Measure your research impact
Researchers and academic staff may need to use metrics to demonstrate research impact and engagement. Both subscription services such as the library databases, as well as free services, are available to help.
When looking at research metrics, it’s important to think about what you want to measure, and what the best metrics are to achieve this. Different metrics focus on the level of the journal (across all its articles), the author (across all their publications), or an individual article. Traditional metrics may look only at formal citations, while alternative metrics may include impact in social media discussion, news publications, government policy, and more. A series of videos on research impact may help you think about the best way to tell your impact story.
Journal Metrics
These are more traditional metrics that are designed to give an idea of a journal’s impact in its field. Because some lagtime is built in, this doesn’t give a good indication of the quality of newer journals, so you should also check the journal website to:
- Confirm the peer review process, eg double blind peer review, panel-reviewed.
- Determine who is on the journal’s editorial committee or board.
- Establish the publisher, and/or the database(s) that index the journal.
- Identify the rejection rates of articles in your journals.
Library databases
The library provides access to the following journal metrics through our subscribed databases.
Journal Citation Reports (JCR)
This measures the “impact factor” of journals indexed in Web of Science, calculating the average number of citations in a year for all the articles published by the journal for the previous two years.
CiteScore (via Scopus)
CiteScore uses data from Scopus to calculate the average number of citations given in a previous year to the articles published by the journal in the three preceding years.
SNIP (Source Normalized Impact Factor) (via Scopus)
SNIP measures the average citation impact of the publications in a journal but then normalised for the differences in scientific fields.
Freely accessible online
The following metrics can continue to be accessed without a Lincoln account:
SJR (SCImago Journal Ranking)
Using data from journals indexed in Scopus, the SJR is calculated from both the number of citations received by a journal as well as a measure of the importance or prestige of the journal.
Google Scholar (Google Scholar Metrics)
Based on citation data of articles indexed by Google Scholar, they calculate metrics based on articles published by the journal over the last five years.
Author metrics
Measures of author impact may include:
- total number of publications
- total number of citations for all publications
- calculations of average numbers of citations eg h-index, i10-index, or g-index
- number of downloads / views
- impact outside the research community (see Altmetrics)
It helps get a reliable measurement for yourself if your research is published with a unique author identifier, eg an ORCiD number.

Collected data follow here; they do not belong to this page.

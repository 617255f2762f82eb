//! `/api/sync/*` (§6) — thin HTTP wrappers around the Sync Engine
//! (`crate::sync`). All routes authenticate via [`AuthenticatedUser`] (API key or session cookie, §6); device
//! ownership is re-checked here before any device-scoped operation
//! touches the database.

use axum::Json;
use axum::extract::State;
use axum::http::HeaderMap;
use photosync_shared::dto::{
    ClaimLegacyRequest, ClaimLegacyResponse, PaginationDto, PhotoDto, SyncDeltaRequest, SyncDeltaResponse,
    SyncStatusResponse, SyncSummaryDto,
};
use uuid::Uuid;

use crate::db::ClaimTarget;
use crate::errors::AppError;
use crate::middleware::{AuthenticatedUser, DEVICE_ID_HEADER};
use crate::routes::photos::photo_to_dto;
use crate::state::AppState;
use crate::sync;

fn device_id_header(headers: &HeaderMap) -> Option<Uuid> {
    headers.get(&DEVICE_ID_HEADER).and_then(|v| v.to_str().ok()).and_then(|s| Uuid::parse_str(s).ok())
}

/// `GET /api/sync/status` — optional `X-Device-ID` header (§6).
pub async fn status(
    AuthenticatedUser(user): AuthenticatedUser,
    State(state): State<AppState>,
    headers: HeaderMap,
) -> Result<Json<SyncStatusResponse>, AppError> {
    let device_id = device_id_header(&headers);
    let s = sync::status(&state, user.id, device_id).await?;
    Ok(Json(SyncStatusResponse {
        total_photos: s.total_photos,
        device_photos: s.device_photos,
        other_device_photos: s.other_device_photos,
        legacy_photos: s.legacy_photos,
        last_sync_at: s.last_sync_at,
        server_version: s.server_version,
        needs_legacy_claim: s.needs_legacy_claim,
    }))
}

/// `POST /api/sync/photos` — cursor-paginated delta feed (§6).
pub async fn delta(
    AuthenticatedUser(user): AuthenticatedUser,
    State(state): State<AppState>,
    Json(req): Json<SyncDeltaRequest>,
) -> Result<Json<SyncDeltaResponse>, AppError> {
    let device = state
        .db
        .get_device_by_id(req.device_id)
        .await
        .map_err(AppError::Internal)?
        .ok_or_else(|| AppError::not_found("device not found"))?;
    if device.user_id != user.id {
        return Err(AppError::Forbidden);
    }

    let sync::DeltaPage { photos: page_photos, cursor, has_more, total_count, server_version } =
        sync::delta(&state, user.id, req.device_id, req.cursor.as_deref(), req.limit, req.since_timestamp).await?;

    let returned_count = page_photos.len() as i64;
    let mut photos = Vec::with_capacity(page_photos.len());
    for (photo, origin) in page_photos {
        let origin = origin.map(|o| photosync_shared::dto::OriginDeviceDto {
            id: o.id,
            name: o.name,
            platform: o.platform.to_string(),
            is_current_device: o.is_current_device,
        });
        photos.push(photo_to_dto(&photo, origin));
    }

    Ok(Json(SyncDeltaResponse {
        photos,
        pagination: PaginationDto { cursor, has_more },
        sync: SyncSummaryDto { total_count, returned_count, server_version },
    }))
}

/// `POST /api/sync/claim-legacy` — attaches ownerless photos to a device
/// (§6, §4.6).
pub async fn claim_legacy(
    AuthenticatedUser(user): AuthenticatedUser,
    State(state): State<AppState>,
    Json(req): Json<ClaimLegacyRequest>,
) -> Result<Json<ClaimLegacyResponse>, AppError> {
    let target = if req.claim_all { ClaimTarget::All } else { ClaimTarget::Ids(req.photo_ids) };
    let outcome = sync::claim_legacy(&state, user.id, req.device_id, target).await?;
    Ok(Json(ClaimLegacyResponse { claimed: outcome.claimed, already_claimed: outcome.already_claimed, failed: outcome.failed }))
}
//! Auth Broker (C7): the passwordless web-login handshake, and the two
//! password-reset strategies (email code, trusted-device approval). Every
//! state transition here goes through [`crate::db::Db::resolve_auth_request`]
//! or an equivalent compare-and-set so a slow second responder can never
//! clobber a decision that already landed (§4.7).

use chrono::{DateTime, Duration, Utc};
use photosync_shared::entities::{AuthRequest, AuthRequestStatus, AuthRequestType, PasswordResetToken, User, WebSession};
use uuid::Uuid;

use crate::auth::{generate_numeric_code, generate_session_token, hash_password, hash_reset_code, verify_password, verify_reset_code};
use crate::errors::AppError;
use crate::state::AppState;

const MAX_RESET_ATTEMPTS: u32 = 3;
const RESET_CODE_TTL_MINUTES: i64 = 15;
const SESSION_TTL_HOURS: i64 = 24 * 14;

/// Starts a browser login: a `pending` [`AuthRequest`] the user's own phone
/// will later approve or deny (§4.7).
pub async fn initiate_web_login(
    state: &AppState,
    user_id: Uuid,
    ip_address: String,
    user_agent: String,
) -> Result<AuthRequest, AppError> {
    let now = Utc::now();
    let request = AuthRequest {
        id: Uuid::now_v7(),
        user_id,
        status: AuthRequestStatus::Pending,
        created_at: now,
        expires_at: now + Duration::seconds(state.config.auth_timeout_seconds as i64),
        responded_at: None,
        responded_device_id: None,
        request_type: AuthRequestType::WebLogin,
        new_password_hash: None,
        ip_address,
        user_agent,
    };
    state.db.create_auth_request(&request).await.map_err(AppError::Internal)?;
    notify_all_devices(state, user_id, &request.id.to_string()).await?;
    Ok(request)
}

/// Pushes to every active device of `user_id` that has a registered FCM
/// token, concurrently. A device with no token is silently skipped; a
/// per-device delivery failure is logged and never fails the caller — the
/// browser still polls, and any other device may still approve (§4.7
/// "pushes to all active devices of the user").
async fn notify_all_devices(state: &AppState, user_id: Uuid, request_id: &str) -> Result<(), AppError> {
    let devices = state.db.list_active_devices_for_user(user_id).await.map_err(AppError::Internal)?;
    let sends = devices.into_iter().filter_map(|d| d.fcm_token.map(|token| async move {
        if let Err(e) = state.push.notify_auth_request(&token, request_id).await {
            log::warn!("[auth_broker] push delivery failed for request {request_id}: {e}");
        }
    }));
    futures_util::future::join_all(sends).await;
    Ok(())
}

/// A trusted device answers a pending request. Returns `true` only if this
/// call performed the transition (first responder wins, §4.7).
pub async fn respond(state: &AppState, request_id: Uuid, approve: bool, device_id: Uuid) -> Result<bool, AppError> {
    state
        .db
        .resolve_auth_request(request_id, approve, device_id, Utc::now())
        .await
        .map_err(AppError::Internal)
}

pub enum PollOutcome {
    Pending,
    Denied,
    Expired,
    /// `Approved` carries a session token exactly once — the first poll to
    /// observe the approval. Later polls see `Approved` with no token.
    Approved { session_token: Option<String> },
}

/// Polls a web-login request's status. On the first poll after approval, a
/// session is created and its token handed back; never reissued (§4.7).
pub async fn poll_web_auth_status(state: &AppState, request_id: Uuid, ip_address: String, user_agent: String) -> Result<(AuthRequest, PollOutcome), AppError> {
    let request = state
        .db
        .get_auth_request(request_id)
        .await
        .map_err(AppError::Internal)?
        .ok_or_else(|| AppError::not_found("auth request not found"))?;

    let now = Utc::now();
    match request.effective_status(now) {
        AuthRequestStatus::Pending => Ok((request, PollOutcome::Pending)),
        AuthRequestStatus::Denied => Ok((request, PollOutcome::Denied)),
        AuthRequestStatus::Expired => Ok((request, PollOutcome::Expired)),
        AuthRequestStatus::Approved => {
            let already_issued = state.db.auth_request_token_issued(request_id).await.map_err(AppError::Internal)?;
            if already_issued {
                return Ok((request.clone(), PollOutcome::Approved { session_token: None }));
            }
            let session = create_session(state, request.user_id, Some(request_id), ip_address, user_agent).await?;
            state.db.mark_auth_request_token_issued(request_id).await.map_err(AppError::Internal)?;
            Ok((request.clone(), PollOutcome::Approved { session_token: Some(session.id) }))
        }
    }
}

async fn create_session(
    state: &AppState,
    user_id: Uuid,
    auth_request_id: Option<Uuid>,
    ip_address: String,
    user_agent: String,
) -> Result<WebSession, AppError> {
    let now = Utc::now();
    let session = WebSession {
        id: generate_session_token(),
        user_id,
        auth_request_id,
        created_at: now,
        expires_at: now + Duration::hours(SESSION_TTL_HOURS),
        last_activity_at: now,
        ip_address,
        user_agent,
        is_active: true,
    };
    state.db.create_session(&session).await.map_err(AppError::Internal)?;
    Ok(session)
}

/// Looks up a session by cookie value, checks liveness, and touches its
/// activity timestamp. Returns `None` for missing/expired/deactivated
/// sessions without distinguishing which — callers just see "not
/// authenticated" (§7).
pub async fn authenticate_session(state: &AppState, session_id: &str) -> Result<Option<User>, AppError> {
    let Some(session) = state.db.get_session(session_id).await.map_err(AppError::Internal)? else {
        return Ok(None);
    };
    let now = Utc::now();
    if !session.is_active || now >= session.expires_at {
        return Ok(None);
    }
    state.db.touch_session(session_id, now).await.map_err(AppError::Internal)?;
    state.db.get_user_by_id(session.user_id).await.map_err(AppError::Internal)
}

// --- Email-code password reset ------------------------------------------------

pub async fn initiate_email_reset(state: &AppState, email: &str) -> Result<(), AppError> {
    // Always succeeds from the caller's point of view, whether or not the
    // address is registered, so the endpoint can't be used to enumerate
    // accounts (§7).
    let Some(user) = state.db.get_user_by_email(email).await.map_err(AppError::Internal)? else {
        return Ok(());
    };

    state.db.revoke_reset_tokens_for_user(user.id).await.map_err(AppError::Internal)?;

    let code = generate_numeric_code();
    let now = Utc::now();
    let token = PasswordResetToken {
        id: Uuid::now_v7(),
        user_id: user.id,
        code_hash: hash_reset_code(&code)?,
        email: user.email.clone(),
        expires_at: now + Duration::minutes(RESET_CODE_TTL_MINUTES),
        used: false,
        attempts: 0,
        last_attempt_at: None,
        ip_address: String::new(),
    };
    state.db.create_password_reset_token(&token).await.map_err(AppError::Internal)?;
    let _ = state.email.send_reset_code(&user.email, &code).await;
    Ok(())
}

pub async fn verify_email_reset(state: &AppState, email: &str, code: &str, new_password: &str) -> Result<(), AppError> {
    let user = state
        .db
        .get_user_by_email(email)
        .await
        .map_err(AppError::Internal)?
        .ok_or_else(|| AppError::bad_request("invalid code"))?;

    let token = state
        .db
        .get_active_reset_token_for_user(user.id)
        .await
        .map_err(AppError::Internal)?
        .ok_or_else(|| AppError::bad_request("invalid code"))?;

    let now = Utc::now();
    if now >= token.expires_at {
        return Err(AppError::Gone("reset code expired".into()));
    }
    if token.attempts >= MAX_RESET_ATTEMPTS {
        // The third wrong attempt already consumed the token (below); from
        // here on the code is dead regardless of correctness (§8 scenario).
        return Err(AppError::Gone("too many attempts".into()));
    }

    state.db.record_reset_attempt(token.id, now).await.map_err(AppError::Internal)?;
    if !verify_reset_code(code, &token.code_hash)? {
        return Err(AppError::Unauthorized);
    }

    let mut updated = user.clone();
    updated.password_hash = Some(hash_password(new_password)?);
    state.db.update_user(&updated).await.map_err(AppError::Internal)?;
    state.db.mark_reset_token_used(token.id).await.map_err(AppError::Internal)?;
    Ok(())
}

// --- Device-approved ("phone") password reset --------------------------------

/// Starts a reset that a user's own trusted device must approve, rather
/// than an emailed code — for accounts without a reachable email flow
/// (§4.7, §9).
pub async fn initiate_device_reset(
    state: &AppState,
    email: &str,
    new_password: &str,
    ip_address: String,
    user_agent: String,
) -> Result<AuthRequest, AppError> {
    let user = state
        .db
        .get_user_by_email(email)
        .await
        .map_err(AppError::Internal)?
        .ok_or_else(|| AppError::bad_request("no such account"))?;

    let now = Utc::now();
    let request = AuthRequest {
        id: Uuid::now_v7(),
        user_id: user.id,
        status: AuthRequestStatus::Pending,
        created_at: now,
        expires_at: now + Duration::seconds(state.config.auth_timeout_seconds as i64),
        responded_at: None,
        responded_device_id: None,
        request_type: AuthRequestType::PasswordReset,
        new_password_hash: Some(hash_password(new_password)?),
        ip_address,
        user_agent,
    };
    state.db.create_auth_request(&request).await.map_err(AppError::Internal)?;
    notify_all_devices(state, user.id, &request.id.to_string()).await?;
    Ok(request)
}

pub async fn device_reset_status(state: &AppState, request_id: Uuid) -> Result<(AuthRequest, AuthRequestStatus), AppError> {
    let request = state
        .db
        .get_auth_request(request_id)
        .await
        .map_err(AppError::Internal)?
        .ok_or_else(|| AppError::not_found("request not found"))?;
    let status = request.effective_status(Utc::now());
    Ok((request, status))
}

/// Finalizes an approved device reset by applying the pre-hashed password
/// that was staged at initiation time. A no-op (not an error) if the
/// request isn't in the approved state yet, or has already been applied.
pub async fn complete_device_reset(state: &AppState, request_id: Uuid) -> Result<AuthRequestStatus, AppError> {
    let request = state
        .db
        .get_auth_request(request_id)
        .await
        .map_err(AppError::Internal)?
        .ok_or_else(|| AppError::not_found("request not found"))?;

    let status = request.effective_status(Utc::now());
    if status != AuthRequestStatus::Approved {
        return Ok(status);
    }
    if state.db.auth_request_token_issued(request_id).await.map_err(AppError::Internal)? {
        // Already applied by an earlier poll.
        return Ok(status);
    }

    let new_hash = request
        .new_password_hash
        .clone()
        .ok_or_else(|| AppError::Internal(anyhow::anyhow!("approved reset request missing staged password")))?;
    let mut user = state
        .db
        .get_user_by_id(request.user_id)
        .await
        .map_err(AppError::Internal)?
        .ok_or_else(|| AppError::not_found("user not found"))?;
    user.password_hash = Some(new_hash);
    state.db.update_user(&user).await.map_err(AppError::Internal)?;
    state.db.mark_auth_request_token_issued(request_id).await.map_err(AppError::Internal)?;
    // §4.7: completing a device-approved reset also revokes any outstanding
    // email-code reset tokens for the same user.
    state.db.revoke_reset_tokens_for_user(user.id).await.map_err(AppError::Internal)?;
    Ok(status)
}

pub use verify_password as verify_user_password;

#[cfg(test)]
mod tests {
    use super::*;

    #[test]
    fn reset_code_hash_roundtrips() {
        let code = generate_numeric_code();
        let hash = hash_reset_code(&code).unwrap();
        assert!(verify_reset_code(&code, &hash).unwrap());
    }
}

Read more about how to develop your researcher profile.
The h-index is one of the widest known author metrics. It’s defined as the maximum value of h where the given author has published at least h papers that have each been cited at least h times. You can read a detailed overview in Wikipedia including some of its limitations. Watch this video (1mins:20s) for an explanation of the limitations of the h-index for early career researchers.
The g-index is a weighted version of the h-index designed to better take into account the citation scores of an author’s most-cited articles. It is described in an article by Leo Egghe on the theory and practice of the g-index.
These metrics and others can be found via:
- Publish or Perish using a variety of data sources including Google Scholar and Crossref
- Web of Science (via library databases)
- Google Scholar
Article metrics
Note that all counts are limited by the articles and citations indexed within the database providing the metric.
Citation Count
The number of times an article has been cited.
Available via Scopus, Web of Science and Google Scholar.
Citation Analysis tools
There are tools to find the high impact articles in a research field. You can also use these tools to find who has cited your published work and where.
Available via Scopus, Web of Science and Google Scholar.
Article Ranking
Method of searching by topic and then sorting the results by citation count. A specific article can then be manually identified as being within a certain percentage range.
Available via Scopus, Web of Science.
Altmetrics
Altmetrics are alternative metrics to measures research impact in other contexts, such as social media mentions, government policy and news outlets. They measure non-traditional forms of impact, which can be used for PBRF Research Contribution statements. They track online activity and attention around research and scholarship, showing online conversations and commentary.
Altmetrics are available from:
- Altmetric Explorer (login with your Lincoln email address)
- PlumX Metrics (via Scopus)
- Web of Science (usage counts)
- PLOS (Article Level Metrics)
Altmetric Explorer tracks:
- News outlets
- Social media and blogs
- Wikipedia articles
- Post-publication peer review websites
- Reference managers such as Mendeley
- Policy documents
It can tell you how much attention the research is receiving, what platforms or countries it’s getting most interest in, and whether it’s influenced policy, spurred new research, or engaged a new audience.
But it can’t tell you the quality of the paper or analyse deeply whether attention is positive or negative.